## Stored data
————————
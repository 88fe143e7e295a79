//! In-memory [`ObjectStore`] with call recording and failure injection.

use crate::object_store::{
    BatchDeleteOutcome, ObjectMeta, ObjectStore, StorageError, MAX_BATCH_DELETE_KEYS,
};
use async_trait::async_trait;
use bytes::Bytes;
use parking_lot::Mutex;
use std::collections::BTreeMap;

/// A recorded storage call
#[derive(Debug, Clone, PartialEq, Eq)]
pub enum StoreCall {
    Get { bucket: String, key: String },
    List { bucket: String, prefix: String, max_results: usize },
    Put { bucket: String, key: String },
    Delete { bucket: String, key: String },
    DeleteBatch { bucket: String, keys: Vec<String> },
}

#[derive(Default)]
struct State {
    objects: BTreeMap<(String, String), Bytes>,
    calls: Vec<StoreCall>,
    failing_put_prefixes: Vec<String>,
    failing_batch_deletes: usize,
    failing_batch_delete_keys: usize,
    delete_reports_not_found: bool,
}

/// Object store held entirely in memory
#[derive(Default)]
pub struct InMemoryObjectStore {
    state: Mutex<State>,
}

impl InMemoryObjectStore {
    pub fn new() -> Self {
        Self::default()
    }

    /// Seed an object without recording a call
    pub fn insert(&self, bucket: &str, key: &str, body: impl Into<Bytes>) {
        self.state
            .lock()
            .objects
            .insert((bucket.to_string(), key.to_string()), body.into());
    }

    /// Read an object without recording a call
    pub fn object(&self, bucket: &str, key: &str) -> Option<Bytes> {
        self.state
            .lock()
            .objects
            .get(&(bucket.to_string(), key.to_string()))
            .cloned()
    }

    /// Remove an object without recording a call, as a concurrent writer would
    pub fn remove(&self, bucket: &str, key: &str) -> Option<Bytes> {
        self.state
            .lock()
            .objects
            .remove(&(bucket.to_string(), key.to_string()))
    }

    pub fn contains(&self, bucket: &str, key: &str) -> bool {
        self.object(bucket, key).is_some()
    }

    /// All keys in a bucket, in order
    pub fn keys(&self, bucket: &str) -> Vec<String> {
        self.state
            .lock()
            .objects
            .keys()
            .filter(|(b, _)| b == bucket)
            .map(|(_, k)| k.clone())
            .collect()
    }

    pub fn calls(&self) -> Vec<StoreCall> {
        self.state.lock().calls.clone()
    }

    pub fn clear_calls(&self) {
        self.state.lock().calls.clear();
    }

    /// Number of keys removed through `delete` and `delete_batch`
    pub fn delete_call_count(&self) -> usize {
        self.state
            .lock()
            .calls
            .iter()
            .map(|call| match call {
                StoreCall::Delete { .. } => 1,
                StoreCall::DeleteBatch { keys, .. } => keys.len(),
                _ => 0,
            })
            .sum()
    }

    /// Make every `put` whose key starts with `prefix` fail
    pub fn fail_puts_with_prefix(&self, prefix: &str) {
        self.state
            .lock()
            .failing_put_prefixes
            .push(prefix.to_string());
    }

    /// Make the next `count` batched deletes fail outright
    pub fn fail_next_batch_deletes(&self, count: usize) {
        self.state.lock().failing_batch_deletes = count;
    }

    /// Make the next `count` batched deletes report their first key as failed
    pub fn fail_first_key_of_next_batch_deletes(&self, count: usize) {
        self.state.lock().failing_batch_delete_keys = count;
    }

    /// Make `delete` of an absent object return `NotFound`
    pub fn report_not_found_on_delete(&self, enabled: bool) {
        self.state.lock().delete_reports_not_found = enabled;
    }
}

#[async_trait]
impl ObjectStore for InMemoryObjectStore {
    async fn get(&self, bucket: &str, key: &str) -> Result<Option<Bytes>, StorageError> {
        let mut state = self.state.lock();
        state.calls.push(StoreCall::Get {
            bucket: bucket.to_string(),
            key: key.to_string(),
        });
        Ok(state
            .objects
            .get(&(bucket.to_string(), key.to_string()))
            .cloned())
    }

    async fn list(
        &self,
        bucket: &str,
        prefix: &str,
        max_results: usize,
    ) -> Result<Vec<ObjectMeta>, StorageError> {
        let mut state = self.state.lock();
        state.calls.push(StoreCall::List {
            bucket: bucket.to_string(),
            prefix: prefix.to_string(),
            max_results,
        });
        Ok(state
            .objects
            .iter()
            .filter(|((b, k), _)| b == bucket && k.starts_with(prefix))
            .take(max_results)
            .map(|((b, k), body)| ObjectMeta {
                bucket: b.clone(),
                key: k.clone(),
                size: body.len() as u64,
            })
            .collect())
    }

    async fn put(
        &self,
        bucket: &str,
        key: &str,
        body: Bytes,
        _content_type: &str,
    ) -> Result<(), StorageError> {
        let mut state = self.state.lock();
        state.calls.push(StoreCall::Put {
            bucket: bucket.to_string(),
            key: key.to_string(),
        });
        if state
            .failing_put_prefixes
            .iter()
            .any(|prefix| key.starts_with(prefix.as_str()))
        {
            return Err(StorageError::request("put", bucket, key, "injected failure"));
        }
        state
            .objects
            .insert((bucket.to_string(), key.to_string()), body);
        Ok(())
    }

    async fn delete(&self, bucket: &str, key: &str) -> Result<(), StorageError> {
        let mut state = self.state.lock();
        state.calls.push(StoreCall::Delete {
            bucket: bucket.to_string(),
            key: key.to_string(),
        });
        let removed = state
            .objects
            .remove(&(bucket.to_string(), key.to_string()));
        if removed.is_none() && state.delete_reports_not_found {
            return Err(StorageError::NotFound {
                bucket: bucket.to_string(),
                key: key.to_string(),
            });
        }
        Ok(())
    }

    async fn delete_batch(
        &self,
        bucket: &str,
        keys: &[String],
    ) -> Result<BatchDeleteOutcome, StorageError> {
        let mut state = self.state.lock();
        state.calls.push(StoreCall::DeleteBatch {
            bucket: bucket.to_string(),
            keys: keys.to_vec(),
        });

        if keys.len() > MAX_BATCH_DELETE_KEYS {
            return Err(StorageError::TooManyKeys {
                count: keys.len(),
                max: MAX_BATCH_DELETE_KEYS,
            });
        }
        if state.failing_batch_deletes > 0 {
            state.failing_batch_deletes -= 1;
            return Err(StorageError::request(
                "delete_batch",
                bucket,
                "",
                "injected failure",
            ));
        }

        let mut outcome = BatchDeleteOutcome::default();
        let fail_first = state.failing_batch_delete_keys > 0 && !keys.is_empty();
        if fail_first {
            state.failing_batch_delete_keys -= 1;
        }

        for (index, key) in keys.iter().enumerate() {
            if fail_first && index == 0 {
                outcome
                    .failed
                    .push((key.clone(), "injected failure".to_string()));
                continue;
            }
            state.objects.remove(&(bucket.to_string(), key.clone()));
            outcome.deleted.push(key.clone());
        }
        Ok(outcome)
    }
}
————————
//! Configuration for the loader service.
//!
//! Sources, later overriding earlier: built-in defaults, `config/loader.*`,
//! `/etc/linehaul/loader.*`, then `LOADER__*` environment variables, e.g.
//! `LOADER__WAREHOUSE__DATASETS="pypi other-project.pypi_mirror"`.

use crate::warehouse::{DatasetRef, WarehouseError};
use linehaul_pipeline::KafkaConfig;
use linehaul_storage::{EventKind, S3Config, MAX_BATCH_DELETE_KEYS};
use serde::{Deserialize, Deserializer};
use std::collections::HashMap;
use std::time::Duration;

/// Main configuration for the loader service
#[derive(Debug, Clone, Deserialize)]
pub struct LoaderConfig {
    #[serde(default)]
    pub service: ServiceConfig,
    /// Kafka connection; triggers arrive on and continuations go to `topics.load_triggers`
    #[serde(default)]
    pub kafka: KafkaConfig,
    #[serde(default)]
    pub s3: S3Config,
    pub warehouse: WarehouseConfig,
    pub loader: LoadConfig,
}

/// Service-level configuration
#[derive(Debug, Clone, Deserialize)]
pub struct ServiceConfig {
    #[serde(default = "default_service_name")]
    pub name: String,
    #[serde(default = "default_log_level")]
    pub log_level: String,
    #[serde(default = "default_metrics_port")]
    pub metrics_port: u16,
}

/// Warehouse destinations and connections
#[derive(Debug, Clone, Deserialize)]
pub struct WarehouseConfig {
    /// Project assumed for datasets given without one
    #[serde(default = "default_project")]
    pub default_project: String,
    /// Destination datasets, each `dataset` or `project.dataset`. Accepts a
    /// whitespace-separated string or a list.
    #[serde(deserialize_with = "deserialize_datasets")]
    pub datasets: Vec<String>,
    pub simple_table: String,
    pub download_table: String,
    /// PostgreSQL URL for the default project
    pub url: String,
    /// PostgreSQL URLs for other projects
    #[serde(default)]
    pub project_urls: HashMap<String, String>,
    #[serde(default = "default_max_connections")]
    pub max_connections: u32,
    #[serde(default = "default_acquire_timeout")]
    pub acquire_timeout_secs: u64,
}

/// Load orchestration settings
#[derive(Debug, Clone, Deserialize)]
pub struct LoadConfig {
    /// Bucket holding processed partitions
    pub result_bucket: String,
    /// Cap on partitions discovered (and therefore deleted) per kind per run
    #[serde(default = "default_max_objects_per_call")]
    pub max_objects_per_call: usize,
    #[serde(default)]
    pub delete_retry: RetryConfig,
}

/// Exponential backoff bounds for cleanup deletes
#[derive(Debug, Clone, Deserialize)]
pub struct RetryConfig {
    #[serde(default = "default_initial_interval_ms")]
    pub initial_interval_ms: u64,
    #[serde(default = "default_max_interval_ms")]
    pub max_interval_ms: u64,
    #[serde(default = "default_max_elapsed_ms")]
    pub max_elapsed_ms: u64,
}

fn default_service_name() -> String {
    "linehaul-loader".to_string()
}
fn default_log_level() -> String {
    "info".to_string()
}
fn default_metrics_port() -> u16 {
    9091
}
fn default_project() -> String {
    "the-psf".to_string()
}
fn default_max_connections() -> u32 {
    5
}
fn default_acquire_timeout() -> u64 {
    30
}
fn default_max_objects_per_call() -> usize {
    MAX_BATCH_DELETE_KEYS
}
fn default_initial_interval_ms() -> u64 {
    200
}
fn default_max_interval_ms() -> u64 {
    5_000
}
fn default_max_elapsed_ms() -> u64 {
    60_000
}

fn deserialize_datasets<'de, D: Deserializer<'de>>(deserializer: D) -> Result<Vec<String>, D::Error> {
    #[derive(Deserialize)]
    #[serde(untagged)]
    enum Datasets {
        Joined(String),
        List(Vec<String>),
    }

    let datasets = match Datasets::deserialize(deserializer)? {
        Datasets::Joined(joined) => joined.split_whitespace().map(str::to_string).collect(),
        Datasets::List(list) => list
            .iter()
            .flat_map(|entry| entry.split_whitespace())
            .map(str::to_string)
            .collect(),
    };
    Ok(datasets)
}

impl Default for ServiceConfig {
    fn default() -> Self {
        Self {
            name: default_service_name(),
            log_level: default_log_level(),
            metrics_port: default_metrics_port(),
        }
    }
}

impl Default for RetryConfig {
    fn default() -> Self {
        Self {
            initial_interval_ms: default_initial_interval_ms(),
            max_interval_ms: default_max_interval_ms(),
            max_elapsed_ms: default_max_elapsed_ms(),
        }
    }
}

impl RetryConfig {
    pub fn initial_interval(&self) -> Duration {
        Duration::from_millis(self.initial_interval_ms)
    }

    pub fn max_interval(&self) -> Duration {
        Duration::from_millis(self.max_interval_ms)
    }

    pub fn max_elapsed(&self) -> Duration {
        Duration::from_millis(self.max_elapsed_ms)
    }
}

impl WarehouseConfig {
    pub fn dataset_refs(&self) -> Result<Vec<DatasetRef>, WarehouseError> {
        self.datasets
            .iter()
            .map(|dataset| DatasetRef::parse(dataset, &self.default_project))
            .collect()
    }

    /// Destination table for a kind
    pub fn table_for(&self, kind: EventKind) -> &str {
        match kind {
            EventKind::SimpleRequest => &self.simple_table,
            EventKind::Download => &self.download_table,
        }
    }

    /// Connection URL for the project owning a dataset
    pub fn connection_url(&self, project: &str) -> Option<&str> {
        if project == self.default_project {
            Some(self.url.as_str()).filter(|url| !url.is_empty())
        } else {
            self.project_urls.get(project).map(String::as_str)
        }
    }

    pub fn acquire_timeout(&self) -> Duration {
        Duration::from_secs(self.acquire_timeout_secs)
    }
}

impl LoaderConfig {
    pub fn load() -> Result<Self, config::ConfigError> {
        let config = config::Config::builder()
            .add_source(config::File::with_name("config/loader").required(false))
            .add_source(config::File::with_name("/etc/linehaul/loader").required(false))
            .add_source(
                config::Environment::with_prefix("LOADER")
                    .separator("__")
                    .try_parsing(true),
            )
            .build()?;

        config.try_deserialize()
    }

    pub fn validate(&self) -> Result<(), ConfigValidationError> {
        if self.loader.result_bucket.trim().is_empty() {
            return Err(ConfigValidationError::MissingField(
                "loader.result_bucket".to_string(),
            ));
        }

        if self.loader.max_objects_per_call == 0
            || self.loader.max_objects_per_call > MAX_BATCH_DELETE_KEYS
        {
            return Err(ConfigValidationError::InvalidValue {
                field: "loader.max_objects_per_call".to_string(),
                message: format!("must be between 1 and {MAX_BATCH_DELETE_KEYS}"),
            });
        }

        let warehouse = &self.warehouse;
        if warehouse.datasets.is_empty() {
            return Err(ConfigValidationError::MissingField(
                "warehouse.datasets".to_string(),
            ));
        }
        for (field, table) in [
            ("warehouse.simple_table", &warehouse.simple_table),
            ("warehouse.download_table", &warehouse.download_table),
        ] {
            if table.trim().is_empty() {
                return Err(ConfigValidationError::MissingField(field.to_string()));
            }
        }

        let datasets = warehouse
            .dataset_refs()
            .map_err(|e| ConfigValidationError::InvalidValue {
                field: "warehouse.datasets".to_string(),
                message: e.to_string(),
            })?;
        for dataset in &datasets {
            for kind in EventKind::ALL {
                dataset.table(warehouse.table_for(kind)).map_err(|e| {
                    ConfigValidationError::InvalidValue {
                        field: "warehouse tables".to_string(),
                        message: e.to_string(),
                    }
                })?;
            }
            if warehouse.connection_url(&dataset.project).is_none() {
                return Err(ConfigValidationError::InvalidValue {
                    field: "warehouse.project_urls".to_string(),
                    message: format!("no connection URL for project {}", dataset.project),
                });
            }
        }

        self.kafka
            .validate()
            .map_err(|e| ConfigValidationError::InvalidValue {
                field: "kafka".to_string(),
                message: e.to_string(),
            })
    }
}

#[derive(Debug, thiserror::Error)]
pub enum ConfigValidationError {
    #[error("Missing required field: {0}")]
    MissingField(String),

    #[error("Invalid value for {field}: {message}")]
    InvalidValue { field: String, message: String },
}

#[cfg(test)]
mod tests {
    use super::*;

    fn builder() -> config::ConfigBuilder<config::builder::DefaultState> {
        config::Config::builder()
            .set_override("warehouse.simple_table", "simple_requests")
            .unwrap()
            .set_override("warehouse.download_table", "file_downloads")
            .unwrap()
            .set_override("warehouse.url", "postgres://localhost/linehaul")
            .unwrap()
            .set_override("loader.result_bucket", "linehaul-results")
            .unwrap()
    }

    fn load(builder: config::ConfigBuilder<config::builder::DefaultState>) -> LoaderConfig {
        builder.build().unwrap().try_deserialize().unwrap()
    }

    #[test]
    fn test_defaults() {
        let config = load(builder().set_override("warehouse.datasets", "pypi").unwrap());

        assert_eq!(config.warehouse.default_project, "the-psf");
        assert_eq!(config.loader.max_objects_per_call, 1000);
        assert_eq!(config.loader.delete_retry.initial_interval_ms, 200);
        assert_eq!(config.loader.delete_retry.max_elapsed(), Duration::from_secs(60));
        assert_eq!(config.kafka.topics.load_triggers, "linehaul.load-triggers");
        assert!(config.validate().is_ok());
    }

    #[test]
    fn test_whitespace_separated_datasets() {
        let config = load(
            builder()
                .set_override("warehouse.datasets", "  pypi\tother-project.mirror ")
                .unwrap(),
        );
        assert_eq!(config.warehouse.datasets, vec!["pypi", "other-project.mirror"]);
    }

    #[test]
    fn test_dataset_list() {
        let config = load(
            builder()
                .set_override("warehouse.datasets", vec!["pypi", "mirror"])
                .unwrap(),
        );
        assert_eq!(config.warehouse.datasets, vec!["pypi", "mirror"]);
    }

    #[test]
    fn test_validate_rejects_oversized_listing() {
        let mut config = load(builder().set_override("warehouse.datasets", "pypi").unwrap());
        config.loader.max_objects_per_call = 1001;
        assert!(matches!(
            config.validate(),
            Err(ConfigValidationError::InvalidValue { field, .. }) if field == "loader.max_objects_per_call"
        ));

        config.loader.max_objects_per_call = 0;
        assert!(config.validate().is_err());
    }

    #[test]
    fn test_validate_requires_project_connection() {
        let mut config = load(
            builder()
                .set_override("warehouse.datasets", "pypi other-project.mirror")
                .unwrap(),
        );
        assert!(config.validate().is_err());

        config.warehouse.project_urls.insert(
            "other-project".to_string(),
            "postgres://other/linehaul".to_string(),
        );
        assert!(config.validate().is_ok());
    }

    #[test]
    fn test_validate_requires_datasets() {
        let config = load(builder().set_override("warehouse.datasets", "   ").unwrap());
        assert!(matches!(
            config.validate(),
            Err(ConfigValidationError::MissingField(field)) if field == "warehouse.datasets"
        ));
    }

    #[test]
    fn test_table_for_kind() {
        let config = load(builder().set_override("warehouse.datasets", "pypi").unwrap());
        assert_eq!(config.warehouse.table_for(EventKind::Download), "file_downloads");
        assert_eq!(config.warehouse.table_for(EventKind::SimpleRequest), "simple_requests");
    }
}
————————
## Brief
From the records given above, copy all lines containing "filter".

## Response to the task
            .filter(|(b, _)| b == bucket)
            .filter(|((b, k), _)| b == bucket && k.starts_with(prefix))
            Some(self.url.as_str()).filter(|url| !url.is_empty())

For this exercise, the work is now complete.